Наблюдаю за ней. Наблюдаю за ним.
Выжидаю момент.
Если с ветром повезет, завтра мы будем в Городе Надежды.
ГОРОД НАДЕЖДЫ
Рустер Пинч бросает якорь «Лебедя пустыни». Мы почти добрались до Города Надежды.
Миз Пинч развязывает меня и велит выходить.
Я иду за ней на палубу. Кандалы звенят. Стою, щурясь от яркого солнца. У меня кружится голова. С тех пор как нас схватили, я не выходила из темной хижины. Дней пять или шесть. Смотрю на солнце. Полдень.
Город Надежды лежит перед нами. До него чуть меньше лиги. Он начинается у подножия холма и беспорядочно взбирается на склоны. Я никогда прежде не видела больше одной хижины за раз. Па рассказывал, что Разрушители кучно и тесно жили в городах, но я никогда не думала, что увижу такое.
Мне и не приходило в голову, что город — это всего-навсего множество лачуг, которые жмутся друг к другу. Если одну пнуть хорошенько, то остальные завалятся.
— Какой прекрасный вид! — говорит Пинч. — Ничто так не радует сердце, как суета бурлящего жизнью города!
Вокруг нас суматоха. Мимо «Лебедя пустыни» с грохотом проезжают телеги. Их тянут упряжки грозных псов-волкодавов. Люди едут верхом на лошадях, мулах или верблюдах. Многие идут пешком. Все они стекаются к воротам в городской стене, сложенной из всякого хлама. Я никогда прежде не видала столько народу сразу. Оглядываюсь по сторонам. В голове не укладывается, что так бывает.
Эмми стоит возле меня. Пинчи не смотрят на нас. Я приподнимаю руки в кандалах.
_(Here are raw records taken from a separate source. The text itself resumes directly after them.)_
//! Contracts for composable learning algorithms
//!
//! An agent is assembled from sub-algorithms that each own their parameters
//! and their recurrent state. The traits here are the seams the agent drives:
//!
//! - [`Algorithm`]: what every trainable unit exposes (state specs, an
//!   optional optimizer of its own, its parameters).
//! - [`RlAlgorithm`]: a policy learner producing actions.
//! - [`CuriosityModule`]: a module producing an intrinsic reward from
//!   consecutive observations.

use std::fmt::Debug;

use serde::Serialize;

use crate::action::ActionSpec;
use crate::distribution::Categorical;
use crate::experience::{Experience, TrainingInfo};
use crate::loss::LossInfo;
use crate::optimizer::OptimizerConfig;
use crate::parameter::{Gradients, Parameter};
use crate::state::StateSpec;
use crate::tensor::{Stack, Tensor};
use crate::time_step::TimeStep;
use crate::Result;

/// Output of a policy step
#[derive(Debug, Clone, PartialEq)]
pub struct PolicyStep<S, I> {
    /// Chosen actions, `[B]` for discrete specs
    pub action: Tensor,
    /// Distribution the action was drawn from
    pub action_distribution: Categorical,
    /// Next recurrent state
    pub state: S,
    /// Per-step info kept for the loss
    pub info: I,
}

/// Output of a non-policy training step
#[derive(Debug, Clone, PartialEq)]
pub struct AlgStep<S, I> {
    /// Next recurrent state
    pub state: S,
    /// Per-step info kept for the loss
    pub info: I,
}

/// Common surface of every trainable unit
pub trait Algorithm: Send {
    /// Name used as the parameter prefix and in diagnostics
    fn name(&self) -> &str;

    /// Shape of the state threaded through training steps
    fn train_state_spec(&self) -> StateSpec {
        StateSpec::Empty
    }

    /// Shape of the state threaded through inference steps
    fn predict_state_spec(&self) -> StateSpec {
        self.train_state_spec()
    }

    /// Optimizer this unit wants for itself.
    ///
    /// `None` means its parameters are trained by the owner's primary optimizer.
    fn optimizer(&self) -> Option<&OptimizerConfig> {
        None
    }

    /// Parameters trained by gradient descent
    fn trainable_variables(&self) -> Vec<&Parameter>;

    /// Mutable access to the trainable parameters, in the same order
    fn trainable_variables_mut(&mut self) -> Vec<&mut Parameter>;
}

/// A policy learner
pub trait RlAlgorithm: Algorithm {
    /// Recurrent state
    type State: Clone + Debug + PartialEq;
    /// Per-step info collected during rollout
    type Info: Clone + Debug + Stack;
    /// Loss diagnostics
    type LossExtra: Clone + Debug + Serialize;

    /// Actions this algorithm produces
    fn action_spec(&self) -> &ActionSpec;

    /// State at the start of an episode for `batch_size` environments
    fn initial_state(&self, batch_size: usize) -> Self::State;

    /// Inference step. Must not change the algorithm.
    fn predict(&self, time_step: &TimeStep, state: &Self::State)
        -> Result<PolicyStep<Self::State, ()>>;

    /// Data-collection step
    fn rollout(
        &mut self,
        time_step: &TimeStep,
        state: &Self::State,
    ) -> Result<PolicyStep<Self::State, Self::Info>>;

    /// Loss and gradients of a time-major batch
    fn calc_loss(
        &self,
        training_info: &TrainingInfo<Self::Info>,
    ) -> Result<LossInfo<Self::LossExtra>>;

    /// Gradients of `coef * -H` with respect to this algorithm's parameters,
    /// where `H` is the mean entropy of the policy over the batch.
    ///
    /// An entropy controller owned by the agent calls this to push its
    /// weighted term into the policy. The default contributes nothing.
    fn entropy_gradients(
        &self,
        _training_info: &TrainingInfo<Self::Info>,
        _coef: f32,
    ) -> Result<Gradients> {
        Ok(Gradients::new())
    }

    /// Prepare a replayed batch before its loss is computed
    fn preprocess_experience(
        &self,
        experience: Experience<Self::Info>,
    ) -> Result<Experience<Self::Info>> {
        Ok(experience)
    }
}

/// A module rewarding the agent for visiting poorly predicted transitions
pub trait CuriosityModule: Algorithm {
    /// Recurrent state
    type State: Clone + Debug + PartialEq;
    /// Per-step info collected during rollout
    type Info: Clone + Debug + Stack;
    /// Loss diagnostics
    type LossExtra: Clone + Debug + Serialize;

    /// State at the start of an episode for `batch_size` environments
    fn initial_state(&self, batch_size: usize) -> Self::State;

    /// Reset the entries of `state` whose step opens a new episode
    fn reset_at_first_steps(&self, state: &Self::State, _is_first: &[bool]) -> Self::State {
        state.clone()
    }

    /// Training step on `(observation, prev_action)`.
    ///
    /// When `calc_intrinsic_reward` is false the returned info carries no
    /// reward and the caller is expected to recompute it later.
    fn train_step(
        &mut self,
        inputs: (&Tensor, &Tensor),
        state: &Self::State,
        calc_intrinsic_reward: bool,
    ) -> Result<AlgStep<Self::State, Self::Info>>;

    /// Intrinsic reward stored in a step's info, if one was computed
    fn intrinsic_reward<'a>(&self, info: &'a Self::Info) -> Option<&'a Tensor>;

    /// Move the stored intrinsic reward out of `info`, leaving it deferred
    fn take_intrinsic_reward(&self, info: &mut Self::Info) -> Option<Tensor>;

    /// Compute the intrinsic reward of a stored info from its inputs.
    ///
    /// Used for records collected without a live reward. Any running
    /// normalization is applied with its current statistics and is not
    /// updated. The default has no way to recompute and returns `None`.
    fn recompute_intrinsic_reward(&self, _info: &Self::Info) -> Result<Option<Tensor>> {
        Ok(None)
    }

    /// Loss and gradients of a batch of infos
    fn calc_loss(&self, info: &Self::Info) -> Result<LossInfo<Self::LossExtra>>;
}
Эмми проскальзывает под цепи и прижимается ко мне. Обнимает меня крепко-крепко. От постоянной работы она совсем исхудала.
— Вот и Город Надежды, — говорю я.
— Что теперь будет? — шепчет Эмми.
— Скоро узнаем, — отвечаю я. — Ты пока во все глаза высматривай Лу.
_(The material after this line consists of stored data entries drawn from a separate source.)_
//! Numeric helpers shared by the reference algorithms

use ndarray::{Array1, Array2, ArrayView1, ArrayView2};
use rand::Rng;
use serde::{Deserialize, Serialize};

use tandem_rl_core::distribution::category_index;
use tandem_rl_core::tensor;
use tandem_rl_core::{Parameter, RLError, Result};

/// Compute GAE (Generalized Advantage Estimation) along the time axis.
///
/// `rewards[t]` and `discounts[t]` belong to the transition from step `t` to
/// step `t + 1`; a zero discount cuts the bootstrap at an episode boundary.
/// Returns one advantage per transition.
#[must_use]
pub fn compute_gae(
    rewards: &[f32],
    discounts: &[f32],
    values: &[f32],
    next_value: f32,
    gamma: f32,
    lambda: f32,
) -> Vec<f32> {
    let n = rewards.len();
    let mut advantages = vec![0.0; n];
    let mut running_advantage = 0.0;

    for i in (0..n).rev() {
        let next_v = if i == n - 1 { next_value } else { values[i + 1] };
        let discount = gamma * discounts[i];
        let td_error = rewards[i] + discount * next_v - values[i];
        running_advantage = td_error + discount * lambda * running_advantage;
        advantages[i] = running_advantage;
    }

    advantages
}

/// Running mean and variance over a stream of values
#[derive(Debug, Clone, PartialEq, Serialize, Deserialize)]
pub struct RunningMeanStd {
    /// Mean
    pub mean: f64,
    /// Variance
    pub var: f64,
    /// Count
    pub count: usize,
}

impl RunningMeanStd {
    /// Create new running statistics
    #[must_use]
    pub fn new() -> Self {
        Self {
            mean: 0.0,
            var: 1.0,
            count: 0,
        }
    }

    /// Update with a new value
    pub fn update(&mut self, x: f64) {
        self.count += 1;
        let delta = x - self.mean;
        self.mean += delta / self.count as f64;
        let delta2 = x - self.mean;
        self.var += (delta * delta2 - self.var) / self.count as f64;
    }

    /// Update with a batch of values
    pub fn update_batch<'a, I>(&mut self, batch: I)
    where
        I: IntoIterator<Item = &'a f32>,
    {
        for &x in batch {
            self.update(f64::from(x));
        }
    }

    /// Get standard deviation
    #[must_use]
    pub fn std(&self) -> f64 {
        self.var.max(0.0).sqrt()
    }

    /// Normalize a value
    #[must_use]
    pub fn normalize(&self, x: f32) -> f32 {
        ((f64::from(x) - self.mean) / (self.std() + 1e-8)) as f32
    }
}

impl Default for RunningMeanStd {
    fn default() -> Self {
        Self::new()
    }
}

/// Xavier-uniform initialized weight matrix
pub fn xavier_init<R: Rng + ?Sized>(in_dim: usize, out_dim: usize, rng: &mut R) -> Array2<f32> {
    let limit = (6.0 / (in_dim + out_dim).max(1) as f32).sqrt();
    Array2::from_shape_fn((in_dim, out_dim), |_| rng.gen_range(-limit..limit))
}

/// One-hot encode float category indices into `[N, n]`
pub fn one_hot(actions: ArrayView1<'_, f32>, n: usize) -> Result<Array2<f32>> {
    let mut out = Array2::zeros((actions.len(), n));
    for (i, &a) in actions.iter().enumerate() {
        out[[i, category_index(a, n)?]] = 1.0;
    }
    Ok(out)
}

/// Concatenate two matrices along the feature axis
#[must_use]
pub fn concat_features(a: ArrayView2<'_, f32>, b: ArrayView2<'_, f32>) -> Array2<f32> {
    let (rows, da) = a.dim();
    let db = b.ncols();
    Array2::from_shape_fn((rows, da + db), |(i, j)| {
        if j < da {
            a[[i, j]]
        } else {
            b[[i, j - da]]
        }
    })
}

/// Affine map `x W + b` with the weight and bias stored as parameters
pub fn affine(x: &Array2<f32>, weight: &Parameter, bias: &Parameter) -> Result<Array2<f32>> {
    let w = tensor::to_matrix(&weight.value)?;
    if x.ncols() != w.nrows() {
        return Err(RLError::DimensionMismatch {
            expected: w.nrows(),
            actual: x.ncols(),
        });
    }
    let b = tensor::to_vector(&bias.value);
    Ok(x.dot(&w) + &b)
}

/// Gradients of an affine map's weight and bias given the output gradient `g`
#[must_use]
pub fn affine_grads(x: &Array2<f32>, g: &Array2<f32>) -> (Array2<f32>, Array1<f32>) {
    (x.t().dot(g), g.sum_axis(ndarray::Axis(0)))
}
Вдруг раздается знакомое карканье. Гляжу наверх. Высоко в небе парит большая черная птица.
Нерон!
Ворон пролетает над нашими головами и снова взмывает в небо. Мое сердце взмывает вместе с ним. На глаза наворачиваются слезы.
Должно быть, все это время он летел за нами.
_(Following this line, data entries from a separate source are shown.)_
//! Action distributions produced by policies

use ndarray::{Array1, Array2, Axis};
use rand::Rng;
use rand_distr::{Distribution, WeightedIndex};
use serde::{Deserialize, Serialize};

use crate::tensor::{self, Tensor};
use crate::{RLError, Result};

/// Batched categorical distribution parameterized by unnormalized logits
#[derive(Debug, Clone, PartialEq, Serialize, Deserialize)]
pub struct Categorical {
    /// Logits with the category axis last, `[.., n]`
    logits: Tensor,
}

impl Categorical {
    /// Create a distribution from logits of shape `[.., n]`
    pub fn new(logits: Tensor) -> Result<Self> {
        match logits.shape().last() {
            Some(&n) if n > 0 => Ok(Self { logits }),
            _ => Err(RLError::Computation(format!(
                "categorical logits need a non-empty category axis, got shape {:?}",
                logits.shape()
            ))),
        }
    }

    /// Raw logits
    #[must_use]
    pub fn logits(&self) -> &Tensor {
        &self.logits
    }

    /// Number of categories
    #[must_use]
    pub fn num_categories(&self) -> usize {
        self.logits.shape().last().copied().unwrap_or(0)
    }

    fn batch_shape(&self) -> &[usize] {
        let shape = self.logits.shape();
        &shape[..shape.len() - 1]
    }

    /// Row-wise probabilities, `[N, n]` with all batch axes flattened
    pub fn probs_matrix(&self) -> Result<Array2<f32>> {
        Ok(softmax_rows(&tensor::to_matrix(&self.logits)?))
    }

    /// Probabilities with the same shape as the logits
    pub fn probs(&self) -> Result<Tensor> {
        let probs = self.probs_matrix()?;
        tensor::from_shape_vec(self.logits.shape(), probs.iter().copied().collect())
    }

    /// Entropy per batch entry, shape `[..]`
    pub fn entropy(&self) -> Result<Tensor> {
        let probs = self.probs_matrix()?;
        let entropy: Array1<f32> = probs
            .rows()
            .into_iter()
            .map(|row| -row.iter().map(|&p| if p > 0.0 { p * p.ln() } else { 0.0 }).sum::<f32>())
            .collect();
        tensor::from_shape_vec(self.batch_shape(), entropy.to_vec())
    }

    /// Log probability of the given category indices, shape `[..]`
    pub fn log_prob(&self, actions: &Tensor) -> Result<Tensor> {
        let probs = self.probs_matrix()?;
        let actions = tensor::to_vector(actions);
        if actions.len() != probs.nrows() {
            return Err(RLError::DimensionMismatch {
                expected: probs.nrows(),
                actual: actions.len(),
            });
        }
        let n = probs.ncols();
        let log_probs = probs
            .rows()
            .into_iter()
            .zip(actions.iter())
            .map(|(row, &a)| {
                let idx = category_index(a, n)?;
                Ok(row[idx].max(f32::MIN_POSITIVE).ln())
            })
            .collect::<Result<Vec<f32>>>()?;
        tensor::from_shape_vec(self.batch_shape(), log_probs)
    }

    /// Most likely category per batch entry, shape `[..]`
    pub fn mode(&self) -> Result<Tensor> {
        let logits = tensor::to_matrix(&self.logits)?;
        let modes = logits
            .rows()
            .into_iter()
            .map(|row| {
                row.iter()
                    .enumerate()
                    .fold((0usize, f32::NEG_INFINITY), |best, (i, &v)| {
                        if v > best.1 { (i, v) } else { best }
                    })
                    .0 as f32
            })
            .collect::<Vec<f32>>();
        tensor::from_shape_vec(self.batch_shape(), modes)
    }

    /// Sample one category per batch entry, shape `[..]`
    pub fn sample<R: Rng + ?Sized>(&self, rng: &mut R) -> Result<Tensor> {
        let probs = self.probs_matrix()?;
        let samples = probs
            .rows()
            .into_iter()
            .map(|row| {
                let dist = WeightedIndex::new(row.iter().copied())
                    .map_err(|e| RLError::Computation(format!("invalid probabilities: {e}")))?;
                Ok(dist.sample(rng) as f32)
            })
            .collect::<Result<Vec<f32>>>()?;
        tensor::from_shape_vec(self.batch_shape(), samples)
    }
}

/// Convert a float-encoded category to an index in `0..n`
pub fn category_index(action: f32, n: usize) -> Result<usize> {
    if action < 0.0 || action.fract() != 0.0 || action as usize >= n {
        return Err(RLError::Computation(format!(
            "action {action} is not a category in 0..{n}"
        )));
    }
    Ok(action as usize)
}

/// Numerically stable softmax over the last axis of a matrix
#[must_use]
pub fn softmax_rows(logits: &Array2<f32>) -> Array2<f32> {
    let mut probs = logits.clone();
    for mut row in probs.axis_iter_mut(Axis(0)) {
        let max_logit = row.iter().fold(f32::NEG_INFINITY, |a, &b| a.max(b));
        row.mapv_inplace(|x| (x - max_logit).exp());
        let sum_exp = row.sum();
        row.mapv_inplace(|x| x / sum_exp);
    }
    probs
}

#[cfg(test)]
mod tests {
    use super::*;
    use approx::assert_relative_eq;
    use rand::{rngs::StdRng, SeedableRng};

    fn uniform_pair() -> Categorical {
        Categorical::new(tensor::zeros(&[3, 2])).unwrap()
    }

    #[test]
    fn test_uniform_entropy_is_log_n() {
        let entropy = uniform_pair().entropy().unwrap();
        assert_eq!(entropy.shape(), &[3]);
        for h in entropy.iter() {
            assert_relative_eq!(*h, 2f32.ln(), epsilon = 1e-6);
        }
    }

    #[test]
    fn test_mode_picks_largest_logit() {
        let logits = tensor::from_shape_vec(&[2, 3], vec![0.1, 2.0, -1.0, 3.0, 0.0, 0.0]).unwrap();
        let dist = Categorical::new(logits).unwrap();
        let mode = dist.mode().unwrap();
        assert_eq!(mode.as_slice().unwrap(), &[1.0, 0.0]);
    }

    #[test]
    fn test_log_prob_rejects_out_of_range_actions() {
        let dist = uniform_pair();
        let bad = tensor::from_shape_vec(&[3], vec![0.0, 1.0, 2.0]).unwrap();
        assert!(dist.log_prob(&bad).is_err());
        let good = tensor::from_shape_vec(&[3], vec![0.0, 1.0, 1.0]).unwrap();
        let lp = dist.log_prob(&good).unwrap();
        assert_relative_eq!(lp[[0]], 0.5f32.ln(), epsilon = 1e-6);
    }

    #[test]
    fn test_sample_is_deterministic_for_a_seed() {
        let dist = uniform_pair();
        let a = dist.sample(&mut StdRng::seed_from_u64(11)).unwrap();
        let b = dist.sample(&mut StdRng::seed_from_u64(11)).unwrap();
        assert_eq!(a, b);
        assert!(a.iter().all(|x| *x == 0.0 || *x == 1.0));
    }

    #[test]
    fn test_empty_category_axis_is_rejected() {
        assert!(Categorical::new(tensor::zeros(&[2, 0])).is_err());
        assert!(Categorical::new(tensor::scalar(1.0)).is_err());
    }
}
— Я знала, что он не оставит нас! — восклицает Эм.
— Отойди от меня, — говорю я. — Побыстрее, пока она не заметила.
Я снова приподнимаю кандалы. Эмми отступает на шаг. Миз Пинч оборачивается и грозно сдвигает брови.
— В чем дело? — спрашивает она. — Или порядок забыли?
Она хватает Эмми и замахивается для удара.
— Миз Пинч, радость моя! — окликает ее муж. — Колесница прибыла!
Великанша оборачивается.
Из-за «Лебедя» появляется облезлый верблюд. За собой он тянет ржавый возок. Похоже, верблюд не слишком-то доволен жизнью. Он закатывает глаза и щелкает длинными желтыми зубами у ног мальчишки, который сидит у него на горбу.
— Разберусь с тобой после, — говорит Миз Пинч Эмми. — Вот только дела закончу.
— Эй, пошевеливайтесь там! — кричит мальчишка. — Я тут весь день торчать не собираюсь. Куда едем?
Миз Пинч дергает меня за цепи. Я подхожу.
— К Хозяину Клетки, — говорит великанша.
Мы тащимся на сдутых шинах по улочкам Города Надежды. Я смотрю в окно. Мы еле двигаемся в толпе. Люди прижимаются к возку и разглядывают нас. Погонщик верблюда щелкает хлыстом. Нам освобождают дорогу.
Высматриваю в толпе золотистые волосы, заплетенные в длинную косу. И глаза, голубые, словно небо в ясный летний день.
Вижу спину мужчины. Широкие плечи, светлые волосы… Короткие, но его могли и остричь. Рост тот же. Сердце выпрыгивает из груди. Каждый мускул моего тела напрягается.
Он поворачивается. Это не Лу.
В окно просовывается какой-то чужак, хватает меня за руку и тянет к себе.
Я упираюсь, цепляюсь за стенки возка, вырываюсь что есть сил.